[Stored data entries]
*** Begin section ***

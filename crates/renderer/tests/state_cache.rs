//! Pipeline/state cache tests against the mock backend.

use std::sync::Arc;

use ash::vk;
use ash::vk::Handle;
use glam::Vec4;
use rstest::{fixture, rstest};

use vkframe_renderer::{EngineError, MAX_RENDER_TARGETS, PipelineStateCache};
use vkframe_rhi::descriptor::DescriptorBinding;
use vkframe_rhi::image::ImageView;
use vkframe_rhi::mock::{MockBackend, RecordedCommand};
use vkframe_rhi::pipeline::{
    BlendEquation, BlendFactor, BlendOp, ColorBlendAttachment, CullMode, FrontFace, PolygonMode,
    PrimitiveTopology,
};
use vkframe_rhi::shader::{ShaderKey, ShaderModule, ShaderStage};
use vkframe_rhi::vertex::{VertexAttribute, VertexBinding, VertexInputRate, VertexLayout};

const EXTENT: vk::Extent2D = vk::Extent2D {
    width: 1920,
    height: 1080,
};

fn module(raw: u64, stage: ShaderStage) -> ShaderModule {
    ShaderModule::new(
        vk::ShaderModule::from_raw(raw),
        stage,
        ShaderKey::combine(raw as u16, 0),
    )
}

fn view(raw: u64) -> ImageView {
    ImageView::new(
        vk::ImageView::from_raw(raw),
        vk::Image::from_raw(raw),
        vk::Format::R8G8B8A8_UNORM,
    )
}

fn binding(raw: u64) -> DescriptorBinding {
    DescriptorBinding::new(
        vk::DescriptorSetLayout::from_raw(raw),
        vk::DescriptorSet::from_raw(raw + 0x100),
    )
}

const VERTEX_A: u64 = 0xa1;
const FRAGMENT_B: u64 = 0xb2;
const TARGET_X: u64 = 0x71;

#[fixture]
fn mock() -> Arc<MockBackend> {
    Arc::new(MockBackend::new())
}

/// Vertex shader A + fragment shader B rendering into view X.
fn baseline(mock: &Arc<MockBackend>) -> PipelineStateCache {
    let mut cache = PipelineStateCache::new(mock.clone());
    cache.set_shader(module(VERTEX_A, ShaderStage::Vertex));
    cache.set_shader(module(FRAGMENT_B, ShaderStage::Fragment));
    cache.set_render_target(0, view(TARGET_X)).unwrap();
    cache
}

#[rstest]
fn test_identical_state_builds_once(mock: Arc<MockBackend>) {
    let mut cache = baseline(&mock);

    let first = cache.get_pipeline(EXTENT).unwrap();
    let second = cache.get_pipeline(EXTENT).unwrap();

    assert_eq!(first, second);
    assert_eq!(mock.stats().graphics_pipelines_built, 1);
    assert_eq!(mock.stats().render_passes_built, 1);
    assert_eq!(mock.stats().framebuffers_built, 1);
    assert_eq!(mock.stats().pipeline_layouts_built, 1);
}

#[rstest]
fn test_separately_built_identical_state_shares_pipeline(mock: Arc<MockBackend>) {
    let mut cache = baseline(&mock);
    let first = cache.get_pipeline(EXTENT).unwrap();

    // Rebuild the same logical state from scratch.
    cache.clear_shaders();
    cache.reset_render_targets();
    cache
        .set_rt_blend_state(0, ColorBlendAttachment::default())
        .unwrap();
    cache.set_shader(module(FRAGMENT_B, ShaderStage::Fragment));
    cache.set_shader(module(VERTEX_A, ShaderStage::Vertex));
    cache.set_render_target(0, view(TARGET_X)).unwrap();

    assert_eq!(cache.get_pipeline(EXTENT).unwrap(), first);
    assert_eq!(mock.stats().graphics_pipelines_built, 1);
}

#[rstest]
#[case::topology(|c: &mut PipelineStateCache| c.set_topology(PrimitiveTopology::LineList))]
#[case::polygon_mode(|c: &mut PipelineStateCache| c.set_polygon_mode(PolygonMode::Line))]
#[case::cull_mode(|c: &mut PipelineStateCache| c.set_cull_mode(CullMode::None))]
#[case::front_face(|c: &mut PipelineStateCache| c.set_front_face(FrontFace::CounterClockwise))]
#[case::fragment_shader(|c: &mut PipelineStateCache| {
    c.set_shader(module(0xb3, ShaderStage::Fragment))
})]
#[case::vertex_shader(|c: &mut PipelineStateCache| c.set_shader(module(0xa2, ShaderStage::Vertex)))]
#[case::blend_state(|c: &mut PipelineStateCache| {
    c.set_rt_blend_state(0, ColorBlendAttachment::alpha_blend()).unwrap()
})]
#[case::blend_factor(|c: &mut PipelineStateCache| {
    let blend = ColorBlendAttachment {
        color: BlendEquation::new(BlendFactor::SrcAlpha, BlendFactor::One, BlendOp::Add),
        ..ColorBlendAttachment::alpha_blend()
    };
    c.set_rt_blend_state(0, blend).unwrap()
})]
#[case::render_target_view(|c: &mut PipelineStateCache| {
    c.set_render_target(0, view(0x72)).unwrap()
})]
#[case::extra_render_target(|c: &mut PipelineStateCache| {
    c.set_render_target(1, view(0x72)).unwrap()
})]
#[case::clear_presence(|c: &mut PipelineStateCache| c.set_rt_clear_value(0, None).unwrap())]
#[case::descriptor_layout(|c: &mut PipelineStateCache| c.bind_structured_buffer(binding(0x51)))]
#[case::vertex_layout(|c: &mut PipelineStateCache| {
    c.set_vertex_layout(VertexLayout {
        bindings: vec![VertexBinding {
            binding: 0,
            stride: 12,
            input_rate: VertexInputRate::Vertex,
        }],
        attributes: vec![VertexAttribute {
            location: 0,
            binding: 0,
            format: vk::Format::R32G32B32_SFLOAT,
            offset: 0,
        }],
    })
})]
fn test_any_single_difference_builds_new_pipeline(
    mock: Arc<MockBackend>,
    #[case] change: fn(&mut PipelineStateCache),
) {
    let mut cache = baseline(&mock);
    let before = cache.get_pipeline(EXTENT).unwrap();

    change(&mut cache);
    let after = cache.get_pipeline(EXTENT).unwrap();

    assert_ne!(before, after);
    assert_eq!(mock.stats().graphics_pipelines_built, 2);
}

#[rstest]
fn test_clear_color_does_not_rebuild(mock: Arc<MockBackend>) {
    let mut cache = baseline(&mock);
    let black = cache.render_pass_begin(EXTENT).unwrap();

    cache
        .set_rt_clear_value(0, Some(Vec4::new(1.0, 0.0, 0.0, 1.0)))
        .unwrap();
    let recolored = cache.render_pass_begin(EXTENT).unwrap();

    assert_eq!(black.render_pass, recolored.render_pass);
    assert_eq!(black.framebuffer, recolored.framebuffer);
    assert_eq!(black.clear_colors, vec![[0.0; 4]]);
    assert_eq!(recolored.clear_colors, vec![[1.0, 0.0, 0.0, 1.0]]);
    assert_eq!(mock.stats().render_passes_built, 1);
}

#[rstest]
fn test_reset_render_targets_is_idempotent(mock: Arc<MockBackend>) {
    let mut cache = baseline(&mock);
    for i in 1..MAX_RENDER_TARGETS {
        cache.set_render_target(i, view(0x80 + i as u64)).unwrap();
    }
    cache
        .set_rt_blend_state(3, ColorBlendAttachment::alpha_blend())
        .unwrap();

    cache.reset_render_targets();
    let once = cache.state().clone();
    cache.reset_render_targets();
    let twice = cache.state();

    for i in 0..MAX_RENDER_TARGETS {
        assert_eq!(once.render_target(i), None);
        assert_eq!(twice.render_target(i), None);
        assert_eq!(once.clear_value(i), twice.clear_value(i));
        assert_eq!(once.blend_state(i), twice.blend_state(i));
        assert!(!twice.blend_state(i).unwrap().blend_enable);
    }
    assert!(matches!(
        cache.get_render_state(EXTENT),
        Err(EngineError::NoRenderTargets)
    ));
}

#[rstest]
fn test_compute_only_builds_single_stage(mock: Arc<MockBackend>) {
    let mut cache = PipelineStateCache::new(mock.clone());
    cache.set_shader(module(0xc1, ShaderStage::Compute));

    cache.get_pipeline(EXTENT).unwrap();

    let builds = mock.pipeline_builds();
    assert_eq!(builds.len(), 1);
    assert_eq!(builds[0].stage_count, 1);
    assert_eq!(builds[0].bind_point, vk::PipelineBindPoint::COMPUTE);
    // Compute pipelines need no render pass.
    assert_eq!(mock.stats().render_passes_built, 0);
}

#[rstest]
fn test_compute_with_vertex_is_rejected(mock: Arc<MockBackend>) {
    let mut cache = PipelineStateCache::new(mock.clone());
    cache
        .set_shader_checked(module(0xc1, ShaderStage::Compute))
        .unwrap();

    assert!(matches!(
        cache.set_shader_checked(module(VERTEX_A, ShaderStage::Vertex)),
        Err(EngineError::IncompleteShaderSet(_))
    ));

    // The unchecked setter replaces the family, leaving an incomplete set.
    cache.set_shader(module(VERTEX_A, ShaderStage::Vertex));
    assert!(matches!(
        cache.get_pipeline(EXTENT),
        Err(EngineError::IncompleteShaderSet(_))
    ));
    assert!(mock.pipeline_builds().is_empty());
}

#[rstest]
fn test_no_shaders_is_rejected(mock: Arc<MockBackend>) {
    let mut cache = PipelineStateCache::new(mock.clone());
    cache.set_render_target(0, view(TARGET_X)).unwrap();
    assert!(matches!(
        cache.get_pipeline(EXTENT),
        Err(EngineError::IncompleteShaderSet(_))
    ));
}

#[rstest]
fn test_descriptor_sets_bind_at_their_indices(mock: Arc<MockBackend>) {
    let mut cache = baseline(&mock);
    cache.bind_structured_buffer(binding(0x10));
    cache.bind_descriptor(0, binding(0x20)).unwrap();
    cache.bind_descriptor(1, binding(0x30)).unwrap();
    let cmd = vk::CommandBuffer::from_raw(0x5eed);

    cache.commit_states(cmd, EXTENT).unwrap();

    let layouts = mock.pipeline_layout_builds();
    assert_eq!(layouts.len(), 1);
    assert_eq!(layouts[0].len(), 3);

    let bound: Vec<(u32, vk::DescriptorSet)> = mock
        .commands(cmd)
        .into_iter()
        .filter_map(|command| match command {
            RecordedCommand::BindDescriptorSet { set_index, set, .. } => Some((set_index, set)),
            _ => None,
        })
        .collect();
    assert_eq!(
        bound,
        vec![
            (0, binding(0x10).set),
            (1, binding(0x20).set),
            (2, binding(0x30).set),
        ]
    );
}

#[rstest]
fn test_uniform_without_structured_buffer_is_rejected(mock: Arc<MockBackend>) {
    let mut cache = baseline(&mock);
    cache.bind_descriptor(0, binding(0x20)).unwrap();
    assert!(matches!(
        cache.get_pipeline_layout(),
        Err(EngineError::DescriptorSetGap(0))
    ));
}

#[rstest]
fn test_layout_shared_across_render_targets(mock: Arc<MockBackend>) {
    let mut cache = baseline(&mock);
    cache.bind_structured_buffer(binding(0x10));
    cache.get_pipeline(EXTENT).unwrap();

    cache.set_render_target(0, view(0x99)).unwrap();
    cache.get_pipeline(EXTENT).unwrap();

    assert_eq!(mock.stats().graphics_pipelines_built, 2);
    assert_eq!(mock.stats().pipeline_layouts_built, 1);
    assert_eq!(cache.stats().layout_hits, 1);
}

#[rstest]
fn test_compute_commit_skips_viewport(mock: Arc<MockBackend>) {
    let mut cache = PipelineStateCache::new(mock.clone());
    cache.set_shader(module(0xc1, ShaderStage::Compute));
    let cmd = vk::CommandBuffer::from_raw(0x5eed);

    cache.commit_states(cmd, EXTENT).unwrap();

    let commands = mock.commands(cmd);
    assert_eq!(commands.len(), 1);
    assert!(matches!(
        commands[0],
        RecordedCommand::BindPipeline {
            bind_point: vk::PipelineBindPoint::COMPUTE,
            ..
        }
    ));
}

#[rstest]
fn test_render_target_gap_is_rejected(mock: Arc<MockBackend>) {
    let mut cache = baseline(&mock);
    cache.set_render_target(2, view(0x73)).unwrap();
    assert!(matches!(
        cache.get_pipeline(EXTENT),
        Err(EngineError::RenderTargetGap(2))
    ));
}

#[rstest]
fn test_extent_change_builds_new_framebuffer(mock: Arc<MockBackend>) {
    let mut cache = baseline(&mock);
    cache.get_render_state(EXTENT).unwrap();
    cache
        .get_render_state(vk::Extent2D {
            width: 800,
            height: 600,
        })
        .unwrap();
    assert_eq!(mock.stats().framebuffers_built, 2);
}

#[rstest]
fn test_extent_change_reuses_pipeline(mock: Arc<MockBackend>) {
    let mut cache = baseline(&mock);
    let full = cache.get_pipeline(EXTENT).unwrap();
    let resized = cache
        .get_pipeline(vk::Extent2D {
            width: 800,
            height: 600,
        })
        .unwrap();

    assert_eq!(resized, full);
    assert_eq!(mock.stats().graphics_pipelines_built, 1);
    assert_eq!(cache.stats().pipeline_hits, 1);
}

#[rstest]
fn test_clear_destroys_and_rebuilds(mock: Arc<MockBackend>) {
    let mut cache = baseline(&mock);
    cache.get_pipeline(EXTENT).unwrap();
    let key = cache.get_render_state(EXTENT).unwrap().key;

    assert!(cache.invalidate_render_state(key));
    assert_eq!(cache.render_state_count(), 0);

    cache.clear();
    assert_eq!(mock.stats().live_cached_objects, 0);
    assert_eq!(cache.pipeline_count(), 0);

    cache.get_pipeline(EXTENT).unwrap();
    assert_eq!(mock.stats().graphics_pipelines_built, 2);
}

*** End section ***

Give an exact reproduction of the lines from the one with "assert_eq!(mock.stats().live_cached_objects, 0);" to the final line of the entries, including both.

→ Exercise response:
    assert_eq!(mock.stats().live_cached_objects, 0);
    assert_eq!(cache.pipeline_count(), 0);

    cache.get_pipeline(EXTENT).unwrap();
    assert_eq!(mock.stats().graphics_pipelines_built, 2);
}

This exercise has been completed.